Realalien1 I disagree about the land/spells. Of course it is an insanely powerful mechanic, but it does not come without a cost: those lands enter tapped (well, except the mythics, but they still cost a lot of life). You actually need to consider how many of these lands you can include before they slow you down too much.
If it were only the uncommon ones, they'd be pretty well balanced too

realalien1(30.09.2020 22:43)

AnotherNamelessUser I am not sure, what you disagree with exactly? That I am worried they (and with 'they' I obv did not mean the commons or uncommons) might be an auto-include, if there are no overpowered cards like Omnath around, or that they are unbalanced (or both)? Especially the mana expensive ones will be played in slower 'controlish' decks, right? I guess a tapped land does not matter too much there. But maybe (and hopefully) I am wrong and they are just fine and fun to play with (which I believe anyways).

Vayra86(06.10.2020 13:29)(Edited: 06.10.2020 13:32)

Realalien1 Power creep works both ways, if you catch my drift. Those new land/spells are expanding the options for any deck building that happens now. The only problem with Zendikar Rising is the focus on Landfall that comes with it, and most notably the fact that literally every overpowered card in the set is a Landfall card.

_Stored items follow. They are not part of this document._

use dioxus::prelude::*;

use crate::client::components::Toaster;
use crate::client::router::Route;
use crate::client::store::session::SessionState;
use crate::client::store::toast::ToastStack;

/// Application root: provides the session and notification contexts, resolves
/// the initial session, and mounts the router.
#[component]
pub fn App() -> Element {
    let mut session = use_context_provider(|| Signal::new(SessionState::start()));
    use_context_provider(|| Signal::new(ToastStack::default()));

    // No token is persisted across reloads, so the initial lookup resolves to
    // signed-out; sign-in and sign-up update the state from then on.
    use_effect(move || {
        session.write().resolve(None);
    });

    rsx!(
        Toaster {}
        Router::<Route> {}
    )
}
use dioxus::prelude::*;

/// Summary tile: a label, a headline number, and an icon slot.
#[component]
pub fn StatCard(title: String, value: String, children: Element) -> Element {
    rsx!(
        div { class: "card shadow-sm",
            div { class: "card-body p-4",
                div { class: "flex items-center justify-between",
                    div {
                        p { class: "text-sm text-base-content/60", "{title}" }
                        p { class: "text-2xl font-bold", "{value}" }
                    }
                    {children}
                }
            }
        }
    )
}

By next rotation its likely the new land/spells have become commonplace and no longer just or primarily serve to accelerate Landfall strategies. And even in the current rotation they open up more 'space' in the rest of deck which provides lots of responsive options, and some irony here... Most of those responses actually do serve to counter what's in the meta right now, Omnath among them.

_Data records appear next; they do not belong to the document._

#[component]
pub fn PetFormModal(
    form: Signal<PetForm>,
    owners: Vec<Owner>,
    editing: bool,
    on_save: EventHandler<()>,
    on_close: EventHandler<()>,
    on_new_owner: EventHandler<()>,
) -> Element {
    let title = if editing { "Editar Paciente" } else { "Nuevo Paciente" }.to_string();
    let f = form.read().clone();

    rsx!(
        Modal { title, on_close: move |_| on_close.call(()),
            div { class: "flex flex-col gap-4",
                div { class: "grid grid-cols-1 md:grid-cols-2 gap-4",
                    label { class: "form-control",
                        span { class: "label-text mb-1", "Nombre *" }
                        input {
                            class: "input input-bordered w-full",
                            placeholder: "Nombre de la mascota",
                            value: "{f.name}",
                            oninput: move |e| form.write().name = e.value(),
                        }
                    }
                    label { class: "form-control",
                        span { class: "label-text mb-1", "Especie *" }
                        select {
                            class: "select select-bordered w-full",
                            value: "{f.species}",
                            onchange: move |e| form.write().species = e.value(),
                            for species in SPECIES.iter().copied() {
                                option { value: species, {species_label(species)} }
                            }
                        }
                    }
                }

                div { class: "grid grid-cols-1 md:grid-cols-2 gap-4",
                    label { class: "form-control",
                        span { class: "label-text mb-1", "Raza" }
                        input {
                            class: "input input-bordered w-full",
                            placeholder: "Raza de la mascota",
                            value: "{f.breed}",
                            oninput: move |e| form.write().breed = e.value(),
                        }
                    }
                    label { class: "form-control",
                        span { class: "label-text mb-1", "Dueño *" }
                        select {
                            class: "select select-bordered w-full",
                            value: "{f.owner_id}",
                            onchange: move |e| form.write().owner_id = e.value(),
                            option { value: "", "Seleccionar dueño" }
                            for owner in owners {
                                option {
                                    key: "{owner.id}",
                                    value: "{owner.id}",
                                    "{owner.full_name} ({owner.phone})"
                                }
                            }
                        }
                        p { class: "text-xs text-base-content/60 mt-1",
                            "¿No encuentras al dueño? "
                            a {
                                class: "link",
                                onclick: move |_| on_new_owner.call(()),
                                "Regístralo aquí"
                            }
                        }
                    }
                }

                div { class: "grid grid-cols-1 md:grid-cols-3 gap-4",
                    label { class: "form-control",
                        span { class: "label-text mb-1", "Edad (años)" }
                        input {
                            class: "input input-bordered w-full",
                            r#type: "number",
                            min: "0",
                            max: "50",
                            placeholder: "Edad",
                            value: "{f.age}",
                            oninput: move |e| form.write().age = e.value(),
                        }
                    }
                    label { class: "form-control",
                        span { class: "label-text mb-1", "Peso (kg)" }
                        input {
                            class: "input input-bordered w-full",
                            r#type: "number",
                            min: "0",
                            step: "0.1",
                            placeholder: "Peso",
                            value: "{f.weight}",
                            oninput: move |e| form.write().weight = e.value(),
                        }
                    }
                    label { class: "form-control",
                        span { class: "label-text mb-1", "Género" }
                        select {
                            class: "select select-bordered w-full",
                            value: "{f.gender}",
                            onchange: move |e| form.write().gender = e.value(),
                            for gender in GENDERS.iter().copied() {
                                option { value: gender, {species_label(gender)} }
                            }
                        }
                    }
                }

                label { class: "form-control",
                    span { class: "label-text mb-1", "Color" }
                    input {
                        class: "input input-bordered w-full",
                        placeholder: "Color del pelaje/plumaje",
                        value: "{f.color}",
                        oninput: move |e| form.write().color = e.value(),
                    }
                }
                label { class: "form-control",
                    span { class: "label-text mb-1", "Historial Médico" }
                    textarea {
                        class: "textarea textarea-bordered w-full",
                        rows: "2",
                        placeholder: "Enfermedades previas, tratamientos, cirugías...",
                        value: "{f.medical_history}",
                        oninput: move |e| form.write().medical_history = e.value(),
                    }
                }
                label { class: "form-control",
                    span { class: "label-text mb-1", "Alergias" }
                    textarea {
                        class: "textarea textarea-bordered w-full",
                        rows: "2",
                        placeholder: "Alergias conocidas a medicamentos o alimentos",
                        value: "{f.allergies}",
                        oninput: move |e| form.write().allergies = e.value(),
                    }
                }
                label { class: "form-control",
                    span { class: "label-text mb-1", "URL de Foto (opcional)" }
                    input {
                        class: "input input-bordered w-full",
                        placeholder: "https://ejemplo.com/foto.jpg",
                        value: "{f.photo_url}",
                        oninput: move |e| form.write().photo_url = e.value(),
                    }
                }

                div { class: "modal-action",
                    button {
                        class: "btn btn-outline",
                        onclick: move |_| on_close.call(()),
                        "Cancelar"
                    }
                    button {
                        class: "btn btn-primary",
                        onclick: move |_| on_save.call(()),
                        if editing { "Actualizar Paciente" } else { "Registrar Paciente" }
                    }
                }
            }
        }
    )
}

SirLunch-A-Lot(30.09.2020 00:57)

Omnath is the Money-Mythic of the set. Unfortunately it won't get banned for as long as it is in proper print, they're counting on the secondary market to sell their boosters.
Most likely we will see a ban long after it is relevant, when the sales reach the profit margin they expect, same that happened with Uro, T3feri and Brazen Borrower... Oh wait, last one's still legal. No wonder I see about 18 of them each time I'm doing my dailies on Arena.
The current state of the game is really sad. At some point Wizards figured out that printing 1-2 OP Mythics or Rares to blow up in price on the secondary market is much better for booster sales than a balanced meta.
I can only recommend to not buy into it until they get their stuff together and we don't see at least one ban (or complete overhaul of a mechanic) per set anymore. Vote with your wallet, it's the only language they will understand.